Within the entries below, find every line that has the string "Handoff", then copy it.

*** Material for this exercise ***

//! ferry - cancellable, promptable file operations from the command line.
//!
//! Usage:
//!   ferry touch FILE...            Create empty files
//!   ferry mkdir DIR...             Create directories
//!   ferry rm PATH...               Delete recursively
//!   ferry cp SOURCE... DEST        Copy files and directories
//!   ferry mv SOURCE... DEST        Move files and directories
//!   ferry ls [DIR]                 List a directory
//!   ferry --help                   Show help

use std::io::{self, BufRead, Write};
use std::path::{Path, PathBuf};
use std::time::SystemTime;

use chrono::{DateTime, Local};
use clap::{ArgAction, Parser, Subcommand, ValueEnum};
use color_eyre::eyre::{Context, Result, bail, eyre};
use tracing::{debug, info};
use tracing_subscriber::EnvFilter;

use ferry_core::PERMISSION_BITS;
use ferry_ops::{
    EngineConfig, EntryKind, FileInfo, FileList, FileOperation, FileRef, Handoff, JobObserver,
    JobOutcome, JobProgress, JobRunner, ModeChange, OverwriteResponse, Ownership, PermissionSpec,
    SkipResponse,
};

#[derive(Parser)]
#[command(
    name = "ferry",
    version,
    about = "Cancellable, promptable file operations",
    long_about = "ferry runs file operations as background jobs with progress reporting.\n\n\
                  Conflicts and failures are asked about interactively unless \
                  --yes or --no is given."
)]
struct Cli {
    /// Engine configuration file (JSON)
    #[arg(short, long, global = true)]
    config: Option<PathBuf>,

    /// Answer every prompt with yes (overwrite) or skip
    #[arg(short, long, global = true, conflicts_with = "no")]
    yes: bool,

    /// Answer every prompt with no (keep existing) or skip
    #[arg(short, long, global = true)]
    no: bool,

    /// Do not show progress
    #[arg(short, long, global = true)]
    quiet: bool,

    /// Increase log verbosity (-v, -vv)
    #[arg(short, long, global = true, action = ArgAction::Count)]
    verbose: u8,

    #[command(subcommand)]
    command: Command,
}

#[derive(Subcommand)]
enum Command {
    /// Create empty files
    Touch {
        #[arg(required = true)]
        files: Vec<String>,
    },

    /// Create directories
    Mkdir {
        #[arg(required = true)]
        dirs: Vec<String>,
    },

    /// Delete files and directories recursively
    Rm {
        #[arg(required = true)]
        paths: Vec<String>,
    },

    /// Create symbolic links to SOURCES in or at DEST
    Ln {
        #[arg(required = true, num_args = 2..)]
        paths: Vec<String>,
    },

    /// Move files to the trash
    Trash {
        #[arg(required = true)]
        paths: Vec<String>,
    },

    /// Move a trashed file back to its original location
    Restore {
        /// The file in the trash
        trashed: String,

        /// Where it should go back to
        original: String,
    },

    /// Change the owning user or group
    Chown {
        /// Numeric user id
        #[arg(short, long, conflicts_with = "group", required_unless_present = "group")]
        user: Option<u32>,

        /// Numeric group id
        #[arg(short, long)]
        group: Option<u32>,

        /// Change everything below directories too
        #[arg(short = 'R', long)]
        recursive: bool,

        #[arg(required = true)]
        paths: Vec<String>,
    },

    /// Change permission bits
    Chmod {
        /// Octal mode, e.g. 644
        mode: String,

        /// Different octal mode for directories, e.g. 755
        #[arg(short, long)]
        dir_mode: Option<String>,

        /// Change everything below directories too
        #[arg(short = 'R', long)]
        recursive: bool,

        #[arg(required = true)]
        paths: Vec<String>,
    },

    /// List the contents of a directory
    Ls {
        #[arg(default_value = ".")]
        dir: String,

        /// Output format
        #[arg(short, long, default_value = "text")]
        format: OutputFormat,
    },

    /// Move SOURCES into or to DEST
    Mv {
        #[arg(required = true, num_args = 2..)]
        paths: Vec<String>,
    },

    /// Copy SOURCES into or to DEST
    Cp {
        #[arg(required = true, num_args = 2..)]
        paths: Vec<String>,
    },

    /// Give a file a new name in its directory
    Rename {
        file: String,
        new_name: String,
    },
}

#[derive(Debug, Clone, Copy, ValueEnum, Default)]
enum OutputFormat {
    #[default]
    Text,
    Json,
}

/// How prompts are answered.
#[derive(Debug, Clone, Copy, PartialEq, Eq)]
enum AnswerMode {
    Ask,
    Yes,
    No,
}

#[tokio::main]
async fn main() -> Result<()> {
    color_eyre::install()?;

    let cli = Cli::parse();
    init_logging(cli.verbose);

    let config = load_config(cli.config.as_deref())?;
    let runner = JobRunner::new(config);

    let answers = if cli.yes {
        AnswerMode::Yes
    } else if cli.no {
        AnswerMode::No
    } else {
        AnswerMode::Ask
    };

    let (operation, format) = build_operation(cli.command)?;
    let mut observer = TerminalObserver::new(answers, !cli.quiet);

    let handle = runner.launch(operation)?;
    debug!(id = %handle.id(), kind = %handle.kind(), "Launched");

    let outcome = handle.run(&mut observer).await;
    observer.finish_progress();

    match outcome {
        JobOutcome::Succeeded => {
            if let Some(format) = format {
                print_listing(&observer.listing, format)?;
            }
            Ok(())
        }
        JobOutcome::Failed(err) => Err(eyre!(err)),
        JobOutcome::Cancelled => bail!("Cancelled"),
    }
}

fn init_logging(verbose: u8) {
    let level = match verbose {
        0 => "ferry=info,ferry_ops=warn",
        1 => "ferry=debug,ferry_ops=debug,ferry_scan=debug",
        _ => "trace",
    };

    tracing_subscriber::fmt()
        .with_env_filter(EnvFilter::try_from_default_env().unwrap_or_else(|_| EnvFilter::new(level)))
        .with_writer(io::stderr)
        .with_target(false)
        .init();
}

fn load_config(path: Option<&Path>) -> Result<EngineConfig> {
    let Some(path) = path else {
        return Ok(EngineConfig::default());
    };

    let json = std::fs::read_to_string(path)
        .with_context(|| format!("Failed to read config {}", path.display()))?;
    EngineConfig::from_json(&json).map_err(|e| eyre!("Invalid config {}: {e}", path.display()))
}

/// Turn a subcommand into an operation. Listings also return their format.
fn build_operation(command: Command) -> Result<(FileOperation, Option<OutputFormat>)> {
    let operation = match command {
        Command::Touch { files } => FileOperation::Create {
            files: parse_all(&files),
        },
        Command::Mkdir { dirs } => FileOperation::Mkdir {
            files: parse_all(&dirs),
        },
        Command::Rm { paths } => FileOperation::Unlink {
            files: parse_all(&paths),
        },
        Command::Ln { paths } => {
            let (sources, targets) = pair_with_destination(&paths)?;
            FileOperation::Link { sources, targets }
        }
        Command::Trash { paths } => FileOperation::Trash {
            files: parse_all(&paths),
        },
        Command::Restore { trashed, original } => FileOperation::Restore {
            sources: vec![FileRef::parse(&trashed)],
            targets: vec![FileRef::parse(&original)],
        },
        Command::Chown {
            user,
            group,
            recursive,
            paths,
        } => FileOperation::Chown {
            files: parse_all(&paths),
            ownership: Ownership::from_ids(user, group)?,
            recursive,
        },
        Command::Chmod {
            mode,
            dir_mode,
            recursive,
            paths,
        } => {
            let files = ModeChange::new(PERMISSION_BITS, parse_mode(&mode)?);
            let directories = match dir_mode {
                Some(dir_mode) => ModeChange::new(PERMISSION_BITS, parse_mode(&dir_mode)?),
                None => files,
            };
            FileOperation::Chmod {
                files: parse_all(&paths),
                permissions: PermissionSpec { directories, files },
                recursive,
            }
        }
        Command::Ls { dir, format } => {
            return Ok((
                FileOperation::List {
                    directory: FileRef::parse(&dir),
                },
                Some(format),
            ));
        }
        Command::Mv { paths } => {
            let (sources, targets) = pair_with_destination(&paths)?;
            FileOperation::Move { sources, targets }
        }
        Command::Cp { paths } => {
            let (sources, targets) = pair_with_destination(&paths)?;
            FileOperation::Copy { sources, targets }
        }
        Command::Rename { file, new_name } => FileOperation::rename(FileRef::parse(&file), new_name),
    };

    Ok((operation, None))
}

fn parse_all(inputs: &[String]) -> FileList {
    inputs.iter().map(|input| FileRef::parse(input)).collect()
}

/// Split `SOURCE... DEST` into pairwise lists.
///
/// With several sources, or when DEST is an existing directory, every
/// source keeps its name inside DEST. Otherwise DEST is the target itself.
fn pair_with_destination(paths: &[String]) -> Result<(FileList, FileList)> {
    let Some((destination, sources)) = paths.split_last() else {
        bail!("Missing destination");
    };

    let destination = FileRef::parse(destination);
    let sources = parse_all(sources);
    let into_directory = sources.len() > 1
        || destination
            .local_path()
            .is_some_and(|path| path.is_dir());

    let targets = if into_directory {
        sources
            .iter()
            .map(|source| {
                source
                    .basename()
                    .map(|name| destination.join(name))
                    .ok_or_else(|| eyre!("Cannot determine the name of {source}"))
            })
            .collect::<Result<FileList>>()?
    } else {
        vec![destination]
    };

    Ok((sources, targets))
}

fn parse_mode(input: &str) -> Result<u32> {
    let mode = u32::from_str_radix(input, 8).with_context(|| format!("Invalid octal mode: {input}"))?;
    if mode & !PERMISSION_BITS != 0 {
        bail!("Mode out of range: {input}");
    }
    Ok(mode)
}

/// Reports progress on stderr and answers prompts from the terminal.
struct TerminalObserver {
    answers: AnswerMode,
    show_progress: bool,
    progress_shown: bool,
    listing: Vec<FileInfo>,
}

impl TerminalObserver {
    fn new(answers: AnswerMode, show_progress: bool) -> Self {
        Self {
            answers,
            show_progress,
            progress_shown: false,
            listing: Vec::new(),
        }
    }

    /// End the progress line so later output starts on a fresh line.
    fn finish_progress(&mut self) {
        if self.progress_shown {
            eprintln!();
            self.progress_shown = false;
        }
    }

    /// Print `message` and read a single-letter choice from stdin.
    ///
    /// End of input counts as the last choice, which is always cancel.
    fn ask(&mut self, message: &str, choices: &[(char, &str)]) -> char {
        self.finish_progress();

        let menu: Vec<String> = choices.iter().map(|(key, label)| format!("[{key}]{label}")).collect();
        let fallback = choices.last().map_or('c', |(key, _)| *key);

        let stdin = io::stdin();
        loop {
            eprint!("{message}\n  {} ? ", menu.join(" "));
            let _ = io::stderr().flush();

            let mut line = String::new();
            match stdin.lock().read_line(&mut line) {
                Ok(0) | Err(_) => return fallback,
                Ok(_) => {}
            }

            if let Some(choice) = line.trim().chars().next().map(|c| c.to_ascii_lowercase()) {
                if choices.iter().any(|(key, _)| *key == choice) {
                    return choice;
                }
            }
        }
    }
}

impl JobObserver for TerminalObserver {
    fn on_progress(&mut self, progress: &JobProgress) {
        if !self.show_progress || !progress.has_total() {
            return;
        }

        let current = progress
            .current
            .as_ref()
            .map(FileRef::display_name)
            .unwrap_or_default();

        let bytes = if progress.bytes_total > 0 {
            format!(
                " {} / {}",
                format_size(progress.bytes_done),
                format_size(progress.bytes_total)
            )
        } else {
            String::new()
        };

        eprint!(
            "\r\x1b[2K{:>5.1}% {}/{}{bytes} {}",
            progress.percentage(),
            progress.processed,
            progress.total,
            truncate(&current, 40)
        );
        self.progress_shown = true;
    }

    fn on_ask_overwrite(&mut self, message: &str) -> OverwriteResponse {
        match self.answers {
            AnswerMode::Yes => OverwriteResponse::Yes,
            AnswerMode::No => OverwriteResponse::No,
            AnswerMode::Ask => match self.ask(message, &[('y', "es"), ('n', "o"), ('c', "ancel")]) {
                'y' => OverwriteResponse::Yes,
                'n' => OverwriteResponse::No,
                _ => OverwriteResponse::Cancel,
            },
        }
    }

    fn on_ask_skip(&mut self, message: &str) -> SkipResponse {
        match self.answers {
            AnswerMode::Yes | AnswerMode::No => {
                self.finish_progress();
                eprintln!("{message} (skipped)");
                SkipResponse::Skip
            }
            AnswerMode::Ask => match self.ask(message, &[('s', "kip"), ('r', "etry"), ('c', "ancel")]) {
                's' => SkipResponse::Skip,
                'r' => SkipResponse::Retry,
                _ => SkipResponse::Cancel,
            },
        }
    }

    fn on_info_message(&mut self, text: &str) {
        if self.show_progress {
            self.finish_progress();
            eprintln!("{text}");
        }
    }

    fn on_new_files(&mut self, files: FileList) {
        for file in files {
            info!(%file, "Created");
        }
    }

    fn on_files_ready(&mut self, files: Vec<FileInfo>) -> Handoff<Vec<FileInfo>> {
        self.listing = files;
        Handoff::Claimed
    }

    fn on_renamed(&mut self, from: &FileRef, to: &FileRef) {
        info!(%from, %to, "Renamed");
    }

    fn on_finished(&mut self, outcome: &JobOutcome) {
        debug!(%outcome, "Finished");
    }
}

fn print_listing(listing: &[FileInfo], format: OutputFormat) -> Result<()> {
    match format {
        OutputFormat::Text => {
            for info in listing {
                let kind = match info.kind {
                    EntryKind::Directory => 'd',
                    EntryKind::Symlink => 'l',
                    EntryKind::File => '-',
                    EntryKind::Other => '?',
                };
                println!(
                    "{kind}{:04o} {:>10} {:16} {}",
                    info.mode & PERMISSION_BITS,
                    format_size(info.size),
                    format_time(info.modified),
                    info.name
                );
            }
        }
        OutputFormat::Json => {
            println!("{}", serde_json::to_string_pretty(listing)?);
        }
    }
    Ok(())
}

fn format_time(time: Option<SystemTime>) -> String {
    time.map(|time| DateTime::<Local>::from(time).format("%Y-%m-%d %H:%M").to_string())
        .unwrap_or_else(|| "-".to_string())
}

/// Format bytes as human-readable size.
fn format_size(bytes: u64) -> String {
    humansize::format_size(bytes, humansize::BINARY)
}

/// Truncate a string to the given number of characters.
fn truncate(s: &str, max_len: usize) -> String {
    if s.chars().count() <= max_len {
        s.to_string()
    } else {
        let kept: String = s.chars().take(max_len.saturating_sub(3)).collect();
        format!("{kept}...")
    }
}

*** End of Material for this exercise ***

## Reply
    EngineConfig, EntryKind, FileInfo, FileList, FileOperation, FileRef, Handoff, JobObserver,
    fn on_files_ready(&mut self, files: Vec<FileInfo>) -> Handoff<Vec<FileInfo>> {
        Handoff::Claimed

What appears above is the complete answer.